A track season is periodized, and the phase is part of the prescription

A season is organized into phases: general preparation, specific preparation, pre-competition, and competition (Bompa & Buzzichelli, 2018). Block periodization refines this into concentrated blocks that develop a few qualities at a time before moving on (Issurin, 2008). The phase is not a label you bolt on afterward. It changes what the number means. A 150m at 95 percent reads one way inside specific preparation and another way in a taper.

Gym apps that organize work into mesocycles still treat the lift as the unit. Sprinting treats the block as a real object. You build a week inside a block such as GPP1, then copy the whole week into GPP2 in one action and modify it, instead of rebuilding from scratch. The structure carries the intent forward, so the phase travels with the prescription.

A sprint coach programs for subgroups, not one athlete and not the whole team

This is the gap that hurts most. A squad rarely trains as one undifferentiated group. Short sprinters, long sprinters, and hurdlers share a week's shape but differ on volume and intensity. A tool that assigns work only per athlete or to the entire team turns a forty-athlete squad into an afternoon of copy-paste, and copy-paste is where errors and stale prescriptions creep in.
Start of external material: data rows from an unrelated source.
pub const LIGHTING_TERMS: &[&str] =
    &["lighting", "backlit", "studio light", "golden hour", "neon glow"];

pub const MOOD_TERMS: &[&str] = &[
    "expression", "mood", "shocked", "excited", "happy", "serious", "curious", "angry",
    "fearful", "emotion",
];

pub const COLOR_TERMS: &[&str] = &["color", "palette", "vibrant", "saturated", "tones"];

pub const VIRAL_TERMS: &[&str] = &["eye-catching", "click", "attention", "viral", "curiosity"];

/// Prompt length window that earns the length bonus.
pub const OPTIMAL_LENGTH_RANGE: std::ops::RangeInclusive<usize> = 100..=1000;

// ---------------------------------------------------------------------------
// Composition
// ---------------------------------------------------------------------------

/// Everything the composer consumes. `reference` is the matched
/// catalog entry's descriptors, absent on a null match.
#[derive(Debug, Clone, Copy)]
pub struct PromptInputs<'a> {
    pub user_prompt: &'a str,
    pub user: &'a UserMetadata,
    pub reference: Option<&'a ThumbnailDescriptors>,
    pub preferred_style: Option<&'a str>,
    pub preferred_mood: Option<&'a str>,
}

/// Render the engineered prompt. Composition order is fixed: subject,
/// composition, lighting, mood, style, palette, text (reference-gated),
/// contrast, quality block, call to action.
pub fn compose(inputs: &PromptInputs) -> String {
    let reference = inputs.reference;
    let mut lines: Vec<String> = Vec::with_capacity(10);

    lines.push(format!(
        "Create a YouTube thumbnail: {}.",
        inputs.user_prompt.trim_end_matches('.')
    ));

    lines.push(format!("Composition: {}.", composition_instruction(reference)));

    let lighting = inputs
        .user
        .lighting
        .as_deref()
        .or_else(|| reference.and_then(|r| r.lighting.as_deref()))
        .unwrap_or(DEFAULT_LIGHTING);
    lines.push(format!("Lighting: {lighting} lighting."));

    let mood = resolve_mood(inputs);
    lines.push(format!(
        "The focal subject shows {}.",
        mood_expression(mood)
    ));

    let style = inputs.preferred_style.unwrap_or(DEFAULT_STYLE);
    lines.push(format!("Style: {}.", style_keywords(style)));

    let palette = reference
        .map(|r| r.color_palette.as_slice())
        .filter(|p| !p.is_empty())
        .map(|p| p.join(", "))
        .unwrap_or_else(|| DEFAULT_COLOR_PALETTE.to_string());
    lines.push(format!("Color palette: {palette}."));

    if let Some(r) = reference.filter(|r| r.has_text) {
        let text_style = r.text_style.as_deref().unwrap_or("bold uppercase");
        let text_position = r.text_position.as_deref().unwrap_or("top");
        lines.push(format!(
            "Overlay text in a {text_style} treatment, positioned {text_position}."
        ));
    }

    let contrast = inputs
        .user
        .contrast
        .as_deref()
        .or_else(|| reference.and_then(|r| r.contrast.as_deref()))
        .unwrap_or(DEFAULT_CONTRAST);
    lines.push(format!(
        "Contrast: {contrast} contrast between subject and background."
    ));

    lines.push(QUALITY_KEYWORD_BLOCK.to_string());
    lines.push(CALL_TO_ACTION.to_string());

    lines.join(" ")
}

/// Render the same inputs under the first `n` styles from
/// [`STYLE_KEYWORDS`], for A/B generation.
pub fn generate_prompt_variations(inputs: &PromptInputs, n: usize) -> Vec<String> {
    STYLE_KEYWORDS
        .iter()
        .take(n)
        .map(|&(style, _)| {
            let varied = PromptInputs {
                preferred_style: Some(style),
                ..*inputs
            };
            compose(&varied)
        })
        .collect()
}

/// Append the fixed viral phrase plus topic-specific keywords.
/// Unknown topics fall back silently to the fixed phrase alone.
pub fn enhance_for_viral_potential(prompt: &str, topic: Option<&str>) -> String {
    let mut enhanced = format!("{prompt} {VIRAL_PHRASE}");
    if let Some(keywords) = topic.and_then(topic_viral_keywords) {
        enhanced.push_str(&format!(" Lean into {keywords}."));
    }
    enhanced
}

/// Append the model-specific positive/negative instruction suffix.
pub fn optimize_for_model(prompt: &str, model: ImageModel) -> String {
    let suffix = MODEL_SUFFIXES
        .iter()
        .find(|(m, _)| *m == model)
        .map(|(_, s)| *s)
        .unwrap_or(MODEL_SUFFIXES[0].1);
    format!("{prompt} {suffix}")
}
//! Scripted mock implementations of the external service boundaries.
//!
//! Used by the retry and pipeline test suites, and handy for local
//! development without live services. Each mock counts its calls so
//! tests can assert exact interaction counts (e.g. "exactly one
//! synthesis per record").

use std::collections::VecDeque;
use std::sync::atomic::{AtomicU32, Ordering};
use std::sync::Mutex;

use async_trait::async_trait;
use thumbforge_core::metadata::UserMetadata;
use thumbforge_core::postprod::PostProductionPlan;
use thumbforge_core::quality::ImageMetrics;
use thumbforge_core::request::ImageModel;

use crate::analysis::PromptAnalyzer;
use crate::client::{ImageSynthesizer, SynthesizedImage};
use crate::error::{AnalysisError, RenderError, SynthesisError};
use crate::renderer::PostRenderer;

// ---------------------------------------------------------------------------
// Synthesizer
// ---------------------------------------------------------------------------

/// Mock synthesizer that replays a script of results, then falls back
/// to succeeding with a fixed URL.
pub struct MockSynthesizer {
    script: Mutex<VecDeque<Result<SynthesizedImage, SynthesisError>>>,
    fallback_url: String,
    calls: AtomicU32,
}

impl MockSynthesizer {
    /// Always succeed with `url`.
    pub fn succeeding(url: impl Into<String>) -> Self {
        Self {
            script: Mutex::new(VecDeque::new()),
            fallback_url: url.into(),
            calls: AtomicU32::new(0),
        }
    }

    /// Replay `script` in order; once exhausted, succeed with a fixed
    /// fallback URL.
    pub fn scripted(script: Vec<Result<SynthesizedImage, SynthesisError>>) -> Self {
        Self {
            script: Mutex::new(script.into()),
            fallback_url: "https://img.example/fallback.png".into(),
            calls: AtomicU32::new(0),
        }
    }

    /// Number of synthesize calls received so far.
    pub fn call_count(&self) -> u32 {
        self.calls.load(Ordering::SeqCst)
    }
}

#[async_trait]
impl ImageSynthesizer for MockSynthesizer {
    async fn synthesize(
        &self,
        _prompt: &str,
        _model: ImageModel,
    ) -> Result<SynthesizedImage, SynthesisError> {
        self.calls.fetch_add(1, Ordering::SeqCst);
        let scripted = self.script.lock().expect("mock script lock").pop_front();
        match scripted {
            Some(result) => result,
            None => Ok(SynthesizedImage {
                url: self.fallback_url.clone(),
            }),
        }
    }
}

// ---------------------------------------------------------------------------
// Analyzer
// ---------------------------------------------------------------------------

/// Mock analyzer returning fixed metadata, or failing when configured
/// unavailable.
pub struct MockAnalyzer {
    metadata: UserMetadata,
    unavailable: bool,
    calls: AtomicU32,
}

impl MockAnalyzer {
    pub fn returning(metadata: UserMetadata) -> Self {
        Self {
            metadata,
            unavailable: false,
            calls: AtomicU32::new(0),
        }
    }

    /// An analyzer whose service is down.
    pub fn unavailable() -> Self {
        Self {
            metadata: UserMetadata::default(),
            unavailable: true,
            calls: AtomicU32::new(0),
        }
    }

    pub fn call_count(&self) -> u32 {
        self.calls.load(Ordering::SeqCst)
    }
}

#[async_trait]
impl PromptAnalyzer for MockAnalyzer {
    async fn analyze(
        &self,
        _prompt: &str,
        _image_refs: &[String],
    ) -> Result<UserMetadata, AnalysisError> {
        self.calls.fetch_add(1, Ordering::SeqCst);
        if self.unavailable {
            return Err(AnalysisError::Unavailable("mock outage".into()));
        }
        Ok(self.metadata.clone())
    }
}

// ---------------------------------------------------------------------------
// Renderer
// ---------------------------------------------------------------------------

/// Behavior of [`MockRenderer::apply`].
#[derive(Debug, Clone, Copy, PartialEq, Eq)]
pub enum MockRenderMode {
    /// Succeed, returning the input URL with a `-processed` suffix.
    Succeed,
    /// Reject the render (non-fatal for the pipeline).
    Reject,
    /// Simulate an unreachable renderer (fatal for the pipeline).
    Unreachable,
}

/// Mock renderer with configurable measured metrics and apply behavior.
pub struct MockRenderer {
    metrics: ImageMetrics,
    mode: MockRenderMode,
    apply_calls: AtomicU32,
}

impl MockRenderer {
    pub fn new(metrics: ImageMetrics, mode: MockRenderMode) -> Self {
        Self {
            metrics,
            mode,
            apply_calls: AtomicU32::new(0),
        }
    }

    /// A healthy renderer reporting the given metrics.
    pub fn healthy(metrics: ImageMetrics) -> Self {
        Self::new(metrics, MockRenderMode::Succeed)
    }

    pub fn apply_call_count(&self) -> u32 {
        self.apply_calls.load(Ordering::SeqCst)
    }
}

#[async_trait]
impl PostRenderer for MockRenderer {
    async fn measure(&self, _url: &str) -> Result<ImageMetrics, RenderError> {
        if self.mode == MockRenderMode::Unreachable {
            return Err(RenderError::Unreachable("mock outage".into()));
        }
        Ok(self.metrics)
    }

    async fn apply(&self, url: &str, _plan: &PostProductionPlan) -> Result<String, RenderError> {
        self.apply_calls.fetch_add(1, Ordering::SeqCst);
        match self.mode {
            MockRenderMode::Succeed => Ok(format!("{url}?processed=1")),
            MockRenderMode::Reject => Err(RenderError::Rejected("mock rejection".into())),
            MockRenderMode::Unreachable => Err(RenderError::Unreachable("mock outage".into())),
        }
    }
}

// ---------------------------------------------------------------------------
// Tests
// ---------------------------------------------------------------------------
Sprinting has subgroups built in. Write one week, target it at short sprints, long sprints, or hurdles, and adjust the load per subgroup. One week of planning fans out to the whole squad without retyping. That is the difference between a tool you fight every Monday and one that disappears into the work.

The gym work still has to be first-class, and it is

Conceding the weight room would be a mistake, so Sprinting does not. Each set tracks load, reps, rest, tempo, RPE, plus velocity, power, and effort as fields on the set. Set a reference max per exercise and prescribe by effort percentage, and Sprinting computes the working weight against that athlete's max automatically: weight over max for lifts, personal best over time for sprints. Supersets group and run together in both the planner and the athlete's logger.

One feature earns its place by saving real time. Paste a program as text, or upload a screenshot or photo of a written session, and the AI parses it into structured exercises and sets you can edit. A coach moving off paper or a spreadsheet does not retype a season by hand.

FAQ

Can I just use a gym app for track?
You can, and many coaches start there. It works while track sessions are a small part of the plan. It strains once you are running a periodized season for a squad split into subgroups, because the app is built around lifts rather than the track week around them.
Does Sprinting have the gym features I rely on?
Yes. Every set tracks load, reps, rest, tempo, RPE, velocity, power, and effort. Set a reference max per exercise, prescribe by effort percentage, and the working weight is calculated for you. Supersets work in the planner and the logger.
How does Sprinting handle a large squad?
Write one week, target it at short sprints, long sprints, or hurdles, and adjust load per subgroup. The week fans out to every athlete in the subgroup, so squad size does not multiply your planning time.
What can the AI actually do today?
It turns a pasted program, or a screenshot or photo of a written session, into structured exercises and sets you then edit. It is built for moving off paper without retyping everything.

References

  • Bompa, T. O., & Buzzichelli, C. (2018). Periodization: Theory and Methodology of Training (6th ed.). Human Kinetics.Supports: the phase structure of a periodized season (GPP, SPP, pre-competition, competition).
  • Issurin, V. B. (2008). Block Periodization: Breakthrough in Sports Training. Ultimate Athlete Concepts.Supports: the block model of concentrated training loads.